Lucy knocked on the library door and receiving no answer lifted the latch and walked in. Mr. Gwinne's library resembled a clearing in a forest, but the open space was by no means uncluttered, having a minor undergrowth of books piled on the floor, like the stumps of felled trees. Around the clearing great bookcases loomed from floor to ceiling here and there, as though light shone faintly through massed leaves, and ominous with motionless power. The light in the room was dim and green because of a creeper outside the window. It softly illumined Mr. Gwinne's bald head, bent over a writing table stacked with books and papers. He would have nothing touched on his table and a pleasing silver lichen of dust grew all over it. His bald head, Lucy thought, looked like a mushroom. She picked her way cautiously towards him, careful not to knock against the tree stumps of books, for some of them were very perilously balanced.
- The Child From the Sea, Elizabeth Goudge
This is the book I found at my library for $.50 and I have been reading since I got it, for a month or so. At 598 pages, it is a bit of a chunky one. But when you are in the hands of Elizabeth Goudge, you know you are going to get a long journey with characters you get to know, and the passing of time will lead you to inner growth and development of these characters. Through sensitive storytelling and gleams of radiant wisdom sprinkled throughout, it's not without heartbreak and trials. This story occurs in the turbulent 17th century England, and follows the life of Lucy Walter, who becomes the secret wife of Charles II. Before you get to see all the royal relationships, spies, deception, decapitations, and captures, you grow up with Lucy in Wales, with her family living in a castle by the sea.

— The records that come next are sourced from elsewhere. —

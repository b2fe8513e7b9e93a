//! DNS record value types returned by the query adapter.

use std::fmt;
use std::net::{Ipv4Addr, Ipv6Addr};

use serde::Serialize;

/// Start-of-Authority record.
///
/// Equality is field-by-field; two nameservers serving the same zone data
/// produce equal values.
#[derive(Debug, Clone, PartialEq, Eq, Hash, Serialize)]
#[serde(rename_all = "camelCase")]
pub struct SoaRecord {
    /// Primary nameserver of the zone
    pub mname: String,
    /// Mailbox of the zone administrator
    pub rname: String,
    /// Zone serial number
    pub serial: u32,
    /// Refresh interval (seconds)
    pub refresh: i32,
    /// Retry interval (seconds)
    pub retry: i32,
    /// Expire limit (seconds)
    pub expire: i32,
    /// Negative-caching TTL (seconds)
    pub minimum: u32,
}

impl fmt::Display for SoaRecord {
    fn fmt(&self, f: &mut fmt::Formatter<'_>) -> fmt::Result {
        write!(
            f,
            "{} {} {} {} {} {} {}",
            self.mname, self.rname, self.serial, self.refresh, self.retry, self.expire, self.minimum
        )
    }
}

/// A single record from an ANY lookup.
#[derive(Debug, Clone, PartialEq, Eq, Serialize)]
#[serde(tag = "type", content = "value", rename_all = "UPPERCASE")]
pub enum DnsRecord {
    /// IPv4 address
    A(Ipv4Addr),
    /// IPv6 address
    Aaaa(Ipv6Addr),
    /// Nameserver host name
    Ns(String),
    /// Canonical name
    Cname(String),
    /// Start of authority
    Soa(SoaRecord),
    /// Mail exchanger (preference, host)
    Mx(u16, String),
    /// Text record (chunks joined)
    Txt(String),
    /// Any other record type, by mnemonic
    Other(String),
}

/// Strips the root label dot from a name returned by the resolver.
pub(crate) fn trim_root(name: &str) -> String {
    name.strip_suffix('.').unwrap_or(name).to_string()
}

/// Turns a host name into a fully-qualified query name so the resolver never
/// appends search domains.
pub(crate) fn to_fqdn(name: &str) -> String {
    if name.ends_with('.') {
        name.to_string()
    } else {
        format!("{name}.")
    }
}
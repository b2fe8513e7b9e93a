//! Orphaned-delegation check against an in-memory DNS oracle.

mod helpers;

use helpers::{healthy_delegation, soa, FakeDns, Zone};
use std::net::{IpAddr, Ipv4Addr, Ipv6Addr};
use subdomain_scanner::{
    check_orphaned_delegation, DnsError, ReasonCode, SafeNameserverList, ScanError, Severity,
};

const HOST: &str = "app.example.com";

fn safe_list(ipv4: &[&str], ipv6: &[&str]) -> SafeNameserverList {
    SafeNameserverList::from_entries(ipv4, ipv6).expect("valid safe list")
}

#[tokio::test]
async fn test_nxdomain_on_ns_is_not_delegated() {
    let dns = FakeDns::new(Zone::new().ns_error(HOST, DnsError::NxDomain));
    let finding = check_orphaned_delegation(HOST, &dns, None).await.unwrap();
    assert!(!finding.vulnerable());
    assert_eq!(finding.reason_code(), ReasonCode::HostnameNotDelegated);
    assert!(finding.reason().contains(HOST));
}

#[tokio::test]
async fn test_empty_ns_answer_is_not_delegated() {
    let dns = FakeDns::new(Zone::new().ns(HOST, &[]));
    let finding = check_orphaned_delegation(HOST, &dns, None).await.unwrap();
    assert_eq!(finding.reason_code(), ReasonCode::HostnameNotDelegated);
}

#[tokio::test]
async fn test_matching_soa_everywhere_is_not_vulnerable() {
    let first = Ipv4Addr::new(192, 0, 2, 1);
    let second = Ipv4Addr::new(192, 0, 2, 2);
    let record = soa("ns1.example.net", 7);
    let zone = Zone::new()
        .ns(HOST, &["ns1.example.net", "ns2.example.net"])
        .a("ns1.example.net", first)
        .a("ns2.example.net", second)
        .soa(HOST, record.clone())
        .soa_at(IpAddr::V4(first), HOST, record.clone())
        .soa_at(IpAddr::V4(second), HOST, record);
    let dns = FakeDns::new(zone);

    let finding = check_orphaned_delegation(HOST, &dns, None).await.unwrap();
    assert!(!finding.vulnerable());
    assert_eq!(finding.reason_code(), ReasonCode::HostnameNotVulnerable);
    assert_eq!(finding.severity(), None);
    assert_eq!(
        dns.directed_upstreams(),
        vec![IpAddr::V4(first), IpAddr::V4(second)]
    );
}

#[tokio::test]
async fn test_unresolvable_nameserver_is_high() {
    let zone = Zone::new()
        .ns(HOST, &["ns1.expired-dns.example"])
        .a_error("ns1.expired-dns.example", DnsError::NxDomain);
    let dns = FakeDns::new(zone);

    let finding = check_orphaned_delegation(HOST, &dns, None).await.unwrap();
    assert!(finding.vulnerable());
    assert_eq!(finding.reason_code(), ReasonCode::NsDoesntResolve);
    assert_eq!(finding.severity(), Some(Severity::High));
    assert!(finding.reason().contains("ns1.expired-dns.example"));
    assert!(dns.directed_upstreams().is_empty());
}

#[tokio::test]
async fn test_ip_literal_nameserver_without_safe_list() {
    let dns = FakeDns::new(Zone::new().ns(HOST, &["203.0.113.10"]));
    let finding = check_orphaned_delegation(HOST, &dns, None).await.unwrap();
    assert!(finding.vulnerable());
    assert_eq!(finding.reason_code(), ReasonCode::IpNsDoesntResolve);
    assert_eq!(finding.severity(), Some(Severity::High));
}

#[tokio::test]
async fn test_safe_list_flips_ip_literal_finding() {
    let dns = FakeDns::new(Zone::new().ns(HOST, &["203.0.113.10"]));
    let covering = safe_list(&["203.0.113.0/24"], &[]);
    let unrelated = safe_list(&["198.51.100.0/24"], &[]);

    for _ in 0..2 {
        let finding = check_orphaned_delegation(HOST, &dns, Some(&covering))
            .await
            .unwrap();
        assert!(!finding.vulnerable());
        assert_eq!(finding.reason_code(), ReasonCode::IpNsOnV4SafeList);

        let finding = check_orphaned_delegation(HOST, &dns, Some(&unrelated))
            .await
            .unwrap();
        assert!(finding.vulnerable());
        assert_eq!(finding.reason_code(), ReasonCode::IpNsDoesntResolve);
    }
}

#[tokio::test]
async fn test_ipv6_literal_on_safe_list() {
    let dns = FakeDns::new(Zone::new().ns(HOST, &["2001:db8::53"]));
    let list = safe_list(&[], &["2001:db8::/32"]);
    let finding = check_orphaned_delegation(HOST, &dns, Some(&list))
        .await
        .unwrap();
    assert!(!finding.vulnerable());
    assert_eq!(finding.reason_code(), ReasonCode::IpNsOnV6SafeList);
}

#[tokio::test]
async fn test_ipv4_safe_list_does_not_cover_ipv6_literal() {
    let dns = FakeDns::new(Zone::new().ns(HOST, &["2001:db8::53"]));
    let list = safe_list(&["0.0.0.0/0"], &[]);
    let finding = check_orphaned_delegation(HOST, &dns, Some(&list))
        .await
        .unwrap();
    assert_eq!(finding.reason_code(), ReasonCode::IpNsDoesntResolve);
}

#[tokio::test]
async fn test_nameserver_nxdomain_on_soa_is_medium() {
    let address = Ipv4Addr::new(192, 0, 2, 53);
    let zone = Zone::new()
        .ns(HOST, &["ns.lame.example"])
        .a("ns.lame.example", address)
        .soa_error_at(IpAddr::V4(address), HOST, DnsError::NxDomain);
    let dns = FakeDns::new(zone);

    let finding = check_orphaned_delegation(HOST, &dns, None).await.unwrap();
    assert!(finding.vulnerable());
    assert_eq!(finding.reason_code(), ReasonCode::NsHasNoSoa);
    assert_eq!(finding.severity(), Some(Severity::Medium));
}

#[tokio::test]
async fn test_nameserver_servfail_on_soa_is_high() {
    let address = Ipv4Addr::new(192, 0, 2, 53);
    let zone = Zone::new()
        .ns(HOST, &["ns.lame.example"])
        .a("ns.lame.example", address)
        .soa_error_at(IpAddr::V4(address), HOST, DnsError::ServFail);
    let dns = FakeDns::new(zone);

    let finding = check_orphaned_delegation(HOST, &dns, None).await.unwrap();
    assert_eq!(finding.reason_code(), ReasonCode::NsHasNoRecords);
    assert_eq!(finding.severity(), Some(Severity::High));
}

#[tokio::test]
async fn test_mismatched_soa_is_medium() {
    let address = Ipv4Addr::new(192, 0, 2, 53);
    let zone = Zone::new()
        .ns(HOST, &["ns.other-tenant.example"])
        .a("ns.other-tenant.example", address)
        .soa(HOST, soa("ns1.example.net", 10))
        .soa_at(IpAddr::V4(address), HOST, soa("ns.other-tenant.example", 1));
    let dns = FakeDns::new(zone);

    let finding = check_orphaned_delegation(HOST, &dns, None).await.unwrap();
    assert!(finding.vulnerable());
    assert_eq!(finding.reason_code(), ReasonCode::NsHasMismatchedSoa);
    assert_eq!(finding.severity(), Some(Severity::Medium));
}

#[tokio::test]
async fn test_first_broken_nameserver_short_circuits() {
    let healthy = Ipv4Addr::new(192, 0, 2, 1);
    let record = soa("ns1.example.net", 3);
    let zone = Zone::new()
        .ns(HOST, &["ns1.example.net", "ns2.gone.example", "ns3.example.net"])
        .a("ns1.example.net", healthy)
        .a("ns3.example.net", Ipv4Addr::new(192, 0, 2, 3))
        .soa(HOST, record.clone())
        .soa_at(IpAddr::V4(healthy), HOST, record);
    let dns = FakeDns::new(zone);

    let finding = check_orphaned_delegation(HOST, &dns, None).await.unwrap();
    assert_eq!(finding.reason_code(), ReasonCode::NsDoesntResolve);
    assert!(finding.reason().contains("ns2.gone.example"));
    // ns3 is never queried directly
    assert_eq!(dns.directed_upstreams(), vec![IpAddr::V4(healthy)]);
}

#[tokio::test]
async fn test_ipv6_only_nameserver_is_queried_over_ipv6() {
    let address = Ipv6Addr::new(0x2001, 0xdb8, 0, 0, 0, 0, 0, 0x53);
    let record = soa("ns6.example.net", 1);
    let zone = Zone::new()
        .ns(HOST, &["ns6.example.net"])
        .a_error("ns6.example.net", DnsError::NoData)
        .aaaa("ns6.example.net", address)
        .soa(HOST, record.clone())
        .soa_at(IpAddr::V6(address), HOST, record);
    let dns = FakeDns::new(zone);

    let finding = check_orphaned_delegation(HOST, &dns, None).await.unwrap();
    assert_eq!(finding.reason_code(), ReasonCode::HostnameNotVulnerable);
    assert_eq!(dns.directed_upstreams(), vec![IpAddr::V6(address)]);
}

#[tokio::test]
async fn test_ns_servfail_and_nodata() {
    let dns = FakeDns::new(Zone::new().ns_error(HOST, DnsError::ServFail));
    let finding = check_orphaned_delegation(HOST, &dns, None).await.unwrap();
    assert!(!finding.vulnerable());
    assert_eq!(finding.reason_code(), ReasonCode::HostnameNsServfail);

    let dns = FakeDns::new(Zone::new().ns_error(HOST, DnsError::NoData));
    let finding = check_orphaned_delegation(HOST, &dns, None).await.unwrap();
    assert_eq!(finding.reason_code(), ReasonCode::HostnameHasNoNs);
}

#[tokio::test]
async fn test_transport_failure_is_hard_error() {
    let dns = FakeDns::new(
        Zone::new().ns_error(HOST, DnsError::Transport("network unreachable".into())),
    );
    let result = check_orphaned_delegation(HOST, &dns, None).await;
    assert!(matches!(result, Err(ScanError::Dns { .. })));
}

#[tokio::test]
async fn test_invalid_hostname_is_rejected() {
    let dns = FakeDns::new(Zone::new());
    let result = check_orphaned_delegation("bad..example.com", &dns, None).await;
    assert!(matches!(result, Err(ScanError::InvalidHostname { .. })));
}

#[tokio::test]
async fn test_hostname_is_normalized_before_lookup() {
    let dns = FakeDns::new(healthy_delegation(
        HOST,
        "ns1.example.net",
        Ipv4Addr::new(192, 0, 2, 1),
    ));
    let finding = check_orphaned_delegation("App.Example.COM.", &dns, None)
        .await
        .unwrap();
    assert_eq!(finding.reason_code(), ReasonCode::HostnameNotVulnerable);
}

#[tokio::test]
async fn test_unanswered_ns_lookup_counts_as_servfail() {
    for error in [DnsError::Timeout, DnsError::Refused] {
        let dns = FakeDns::new(Zone::new().ns_error(HOST, error.clone()));
        let finding = check_orphaned_delegation(HOST, &dns, None).await.unwrap();
        assert!(!finding.vulnerable());
        assert_eq!(
            finding.reason_code(),
            ReasonCode::HostnameNsServfail,
            "NS lookup error {error}"
        );
    }
}

#[tokio::test]
async fn test_reason_texts() {
    let dns = FakeDns::new(Zone::new().ns(HOST, &[]));
    let finding = check_orphaned_delegation(HOST, &dns, None).await.unwrap();
    assert_eq!(finding.reason(), "app.example.com is not delegated");

    let dns = FakeDns::new(
        Zone::new()
            .ns(HOST, &["ns1.expired-dns.example"])
            .a_error("ns1.expired-dns.example", DnsError::ServFail),
    );
    let finding = check_orphaned_delegation(HOST, &dns, None).await.unwrap();
    assert_eq!(
        finding.reason(),
        "Nameserver ns1.expired-dns.example does not resolve"
    );
}

#[tokio::test]
async fn test_ipv6_safe_list_does_not_cover_ipv4_literal() {
    let dns = FakeDns::new(Zone::new().ns(HOST, &["203.0.113.5"]));
    let list = safe_list(&[], &["::/0"]);
    let finding = check_orphaned_delegation(HOST, &dns, Some(&list))
        .await
        .unwrap();
    assert_eq!(finding.reason_code(), ReasonCode::IpNsDoesntResolve);
}

#[tokio::test]
async fn test_directed_soa_error_outcomes() {
    let address = Ipv4Addr::new(192, 0, 2, 53);
    for (error, expected) in [
        (DnsError::Timeout, ReasonCode::NsHasNoRecords),
        // Not decisive: the remaining checks run and pass
        (DnsError::Refused, ReasonCode::HostnameNotVulnerable),
        (DnsError::NoData, ReasonCode::HostnameNotVulnerable),
    ] {
        let zone = Zone::new()
            .ns(HOST, &["ns.example.net"])
            .a("ns.example.net", address)
            .soa(HOST, soa("ns.example.net", 1))
            .soa_error_at(IpAddr::V4(address), HOST, error.clone());
        let dns = FakeDns::new(zone);
        let finding = check_orphaned_delegation(HOST, &dns, None).await.unwrap();
        assert_eq!(finding.reason_code(), expected, "directed SOA error {error}");
    }
}

#[tokio::test]
async fn test_main_soa_failures_map_to_hostname_codes() {
    let address = Ipv4Addr::new(192, 0, 2, 1);
    for (error, expected) in [
        (DnsError::NxDomain, ReasonCode::HostnameIsNxdomain),
        (DnsError::NoData, ReasonCode::HostnameHasNoNs),
        (DnsError::ServFail, ReasonCode::HostnameNsServfail),
    ] {
        let zone = Zone::new()
            .ns(HOST, &["ns1.example.net"])
            .a("ns1.example.net", address)
            .soa_at(IpAddr::V4(address), HOST, soa("ns1.example.net", 1))
            .soa_error(HOST, error.clone());
        let dns = FakeDns::new(zone);
        let finding = check_orphaned_delegation(HOST, &dns, None).await.unwrap();
        assert!(!finding.vulnerable());
        assert_eq!(finding.reason_code(), expected, "main SOA error {error}");
    }
}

You follow Lucy as she is young and spunky, growing into herself. You appreciate her honesty, and her willingness to venture out in the world on her own. She has a big heart anyone would admire.
I love this extended metaphor of a library as part of a forest of trees. She enters the library of her grandfather and wants to borrow a book. Goudge takes such a simple scene and makes it remarkably memorable, which is what she does so well in her storytelling.
The innocence of childhood is lost when Lucy meets Charles, young and charming, they fall in love and get married in her castle chapel by a layperson (legal, not legal?, that becomes a big issue), and she then lives as part of (but not really part of) the royal family and all the drama unfolds. She is hidden, a secret wife. When war comes and it's not safe to be in England, they all flee and her husband becomes consumed with his role. Soon, as history knows, his father Charles I is be-headed and Cromwell take over parliament. Charles is the rightful king, but it's years before he is able to return to the throne. And along the way, the family breaks and is fractured by rumors, drama, misunderstanding, and disloyalty.
You see the human side of these historical figures. Goudge brings them out so well. You feel you know them. This story doesn't end well, as Lucy only lives to age 28. She endures such suffering as does the king. At the end of the book, there are beautiful reminders of the trials we bear, from Dr. Cosin. Words that can enrich our own lives with some spiritual wisdom.
All we are asked to bear we can bear. That is a law of the spiritual life. The only hindrance to the working of this law, as of all benign laws, is fear.